A genetic melanoma vaccine consisting of cDNA encoding the model self-antigen tyrosinase-related protein 2 (TRP2) fused in-frame to the immunogenic enhanced green fluorescent protein (EGFP) was able to break immune tolerance and stimulate CD8+ T cells in vivo. In the present study we investigated whether alteration of the intracellular antigen localization as a result of the linkage with immune-enhancing helper proteins affects the resulting immune response.

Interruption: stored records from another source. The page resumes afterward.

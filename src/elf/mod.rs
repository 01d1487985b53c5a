//! ELF symbol version introspection.
//!
//! Binaries linked against GNU libraries record which versioned symbol sets
//! they need (`.gnu.version_r`) and, for the libraries themselves, which sets
//! they provide (`.gnu.version_d`). Reading those lists is enough to tell the
//! oldest library a binary can run against.

pub mod native;
pub mod readelf;
pub mod walker;

use std::fmt;
use std::io;
use std::path::{Path, PathBuf};
use std::str::FromStr;
use std::sync::Arc;

use thiserror::Error;

pub use native::NativeIntrospector;
pub use readelf::ReadelfIntrospector;
pub use walker::{enumerate_binaries, is_elf_file, BinaryWalker};

/// Tokens that share a family prefix but are not versions.
const NON_VERSION_TOKENS: [&str; 2] = ["DEBUG_MESSAGE_LENGTH", "PRIVATE"];

/// Failure to introspect one binary.
#[derive(Debug, Error)]
pub enum IntrospectionError {
    #[error("failed to read {}", .path.display())]
    Io {
        path: PathBuf,
        #[source]
        source: io::Error,
    },

    #[error("{} is not a valid ELF file", .path.display())]
    Parse {
        path: PathBuf,
        #[source]
        source: goblin::error::Error,
    },

    #[error("{} is not an ELF file", .path.display())]
    NotElf { path: PathBuf },

    #[error("`{command}` failed: {message}")]
    Tool { command: String, message: String },

    #[error("readelf not found in PATH")]
    ToolNotFound,
}

/// Which version sections to read.
#[derive(Debug, Clone, Copy, PartialEq, Eq)]
pub enum VersionQuery {
    /// Versions the binary needs from its dependencies
    Required,
    /// Versions the binary provides
    Defined,
    /// Both of the above
    Both,
}

impl VersionQuery {
    pub fn includes_required(&self) -> bool {
        matches!(self, VersionQuery::Required | VersionQuery::Both)
    }

    pub fn includes_defined(&self) -> bool {
        matches!(self, VersionQuery::Defined | VersionQuery::Both)
    }
}

/// A way of listing the version names recorded in an ELF file.
pub trait ElfIntrospector: Send + Sync {
    /// Raw version names (`GLIBC_2.27`, `GLIBCXX_3.4.29`, ...) in the selected sections.
    ///
    /// A file without version sections yields an empty list.
    fn version_names(
        &self,
        path: &Path,
        query: VersionQuery,
    ) -> Result<Vec<String>, IntrospectionError>;

    /// Backend name for log messages.
    fn name(&self) -> &'static str;
}

/// Selectable introspection backends.
#[derive(Debug, Clone, Copy, Default, PartialEq, Eq)]
pub enum IntrospectorKind {
    /// In-process parsing with goblin
    #[default]
    Native,
    /// `readelf -V -W`
    Readelf,
}

impl IntrospectorKind {
    /// Instantiate the backend.
    pub fn create(&self) -> Result<Arc<dyn ElfIntrospector>, IntrospectionError> {
        Ok(match self {
            IntrospectorKind::Native => Arc::new(NativeIntrospector::new()),
            IntrospectorKind::Readelf => Arc::new(ReadelfIntrospector::from_path()?),
        })
    }
}

impl fmt::Display for IntrospectorKind {
    fn fmt(&self, f: &mut fmt::Formatter<'_>) -> fmt::Result {
        match self {
            IntrospectorKind::Native => f.write_str("native"),
            IntrospectorKind::Readelf => f.write_str("readelf"),
        }
    }
}

impl FromStr for IntrospectorKind {
    type Err = String;

    fn from_str(s: &str) -> Result<Self, Self::Err> {
        match s {
            "native" => Ok(IntrospectorKind::Native),
            "readelf" => Ok(IntrospectorKind::Readelf),
            _ => Err(format!(
                "invalid introspector '{}', valid values: native, readelf",
                s
            )),
        }
    }
}

/// Reduce raw version names to the version suffixes of one family.
///
/// `GLIBC_2.27` becomes `2.27` for the `GLIBC_` prefix. Names of other
/// families that merely contain the prefix (`_GLIBC_` style private tags) and
/// non-numeric tags are dropped.
pub fn filter_versions<'a>(
    prefix: &str,
    names: impl IntoIterator<Item = &'a str>,
) -> Vec<String> {
    let private_prefix = format!("_{}", prefix);
    let mut versions = Vec::new();

    for name in names {
        if !name.contains(prefix) {
            continue;
        }

        if name.contains(&private_prefix) {
            tracing::debug!("ignoring private version {}", name);
            continue;
        }

        if NON_VERSION_TOKENS.iter().any(|token| name.contains(token)) {
            tracing::debug!("ignoring non-version tag {}", name);
            continue;
        }

        let unversioned = name.rsplit("@@").next().unwrap_or(name);
        let suffix = unversioned.rsplit(prefix).next().unwrap_or_default();

        if suffix.is_empty() || !suffix.chars().all(|c| c.is_ascii_digit() || c == '.') {
            tracing::debug!("ignoring invalid version {} (from {})", suffix, name);
            continue;
        }

        versions.push(suffix.to_string());
    }

    versions
}

/// Extracts the versions of one symbol family from binaries.
#[derive(Clone)]
pub struct SymbolVersionExtractor {
    introspector: Arc<dyn ElfIntrospector>,
    query: VersionQuery,
}

impl SymbolVersionExtractor {
    /// Extractor reading the required versions only.
    pub fn new(introspector: Arc<dyn ElfIntrospector>) -> Self {
        SymbolVersionExtractor {
            introspector,
            query: VersionQuery::Required,
        }
    }

    /// Use a different section selection.
    pub fn with_query(mut self, query: VersionQuery) -> Self {
        self.query = query;
        self
    }

    pub fn introspector(&self) -> &dyn ElfIntrospector {
        self.introspector.as_ref()
    }

    /// Versions with `prefix` recorded in the binary at `path`.
    pub fn extract(&self, prefix: &str, path: &Path) -> Result<Vec<String>, IntrospectionError> {
        let names = self.introspector.version_names(path, self.query)?;
        Ok(filter_versions(prefix, names.iter().map(String::as_str)))
    }

    /// Raw version names, for callers that filter several families at once.
    pub fn names(&self, path: &Path) -> Result<Vec<String>, IntrospectionError> {
        self.introspector.version_names(path, self.query)
    }
}

impl fmt::Debug for SymbolVersionExtractor {
    fn fmt(&self, f: &mut fmt::Formatter<'_>) -> fmt::Result {
        f.debug_struct("SymbolVersionExtractor")
            .field("introspector", &self.introspector.name())
            .field("query", &self.query)
            .finish()
    }
}

#[cfg(test)]
mod tests {
    use super::*;
    use crate::test_support::elf::ElfFixture;
    use tempfile::TempDir;

    #[test]
    fn test_filter_versions() {
        let names = [
            "GLIBC_2.2.5",
            "GLIBC_2.27",
            "GLIBC_PRIVATE",
            "GLIBCXX_3.4.29",
            "CXXABI_1.3",
            "_GLIBC_INTERNAL_1.0",
            "foo@@GLIBC_2.29",
            "GLIBC_",
        ];

        assert_eq!(
            filter_versions("GLIBC_", names),
            vec!["2.2.5", "2.27", "2.29"]
        );
    }

    #[test]
    fn test_filter_versions_glibcxx() {
        let names = [
            "GLIBCXX_3.4",
            "GLIBCXX_3.4.30",
            "GLIBCXX_DEBUG_MESSAGE_LENGTH",
            "GLIBC_2.34",
            "CXXABI_1.3.13",
        ];

        assert_eq!(filter_versions("GLIBCXX_", names), vec!["3.4", "3.4.30"]);
    }

    #[test]
    fn test_extractor_reads_required_versions() {
        let tmp = TempDir::new().unwrap();
        let path = tmp.path().join("app");
        ElfFixture::new()
            .needs("libc.so.6", &["GLIBC_2.2.5", "GLIBC_2.27", "GLIBC_PRIVATE"])
            .needs("libstdc++.so.6", &["GLIBCXX_3.4.21", "CXXABI_1.3"])
            .defines(&["GLIBC_9.9"])
            .write(&path)
            .unwrap();

        let extractor = SymbolVersionExtractor::new(Arc::new(NativeIntrospector::new()));

        let mut glibc = extractor.extract("GLIBC_", &path).unwrap();
        glibc.sort();
        assert_eq!(glibc, vec!["2.2.5", "2.27"]);

        let glibcxx = extractor.extract("GLIBCXX_", &path).unwrap();
        assert_eq!(glibcxx, vec!["3.4.21"]);

        let defined = extractor
            .clone()
            .with_query(VersionQuery::Defined)
            .extract("GLIBC_", &path)
            .unwrap();
        assert_eq!(defined, vec!["9.9"]);
    }

    #[test]
    fn test_introspector_kind_parsing() {
        assert_eq!("native".parse(), Ok(IntrospectorKind::Native));
        assert_eq!("readelf".parse(), Ok(IntrospectorKind::Readelf));
        assert!("objdump".parse::<IntrospectorKind>().is_err());
    }
}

Expression plasmids and recombinant adenoviruses were constructed encoding various fusion proteins with different intracellular sorting signals which direct the antigen to the cytosol, the endoplasmic reticulum or the endosomal compartments. Genetic immunization of C57BL/6 mice was performed with all constructs using particle-bombardment of the skin and injection of recombinant adenoviruses. The resulting immune response was analyzed using ELISPOT and tumor rejection assays.

Induction of TRP2-specific CD8+ T cells in vivo and autoimmune-mediated destruction of melanocytes in the bombarded area of the skin were observed with all constructs expressing fusion proteins between TRP2 and EGFP. Importantly, injections of the different recombinant adenoviruses all mediated protective immunity against transplanted B16 melanoma cells.

Altered intracellular sorting signals do not significantly influence the efficacy of genetic melanoma vaccines incorporating helper determinants in our model system. These results further support the concept that linkage of immunogenic helper sequences can be successfully applied for antigen-specific immunotherapy of melanoma and provide a scientific basis for the translation of this strategy in future clinical applications.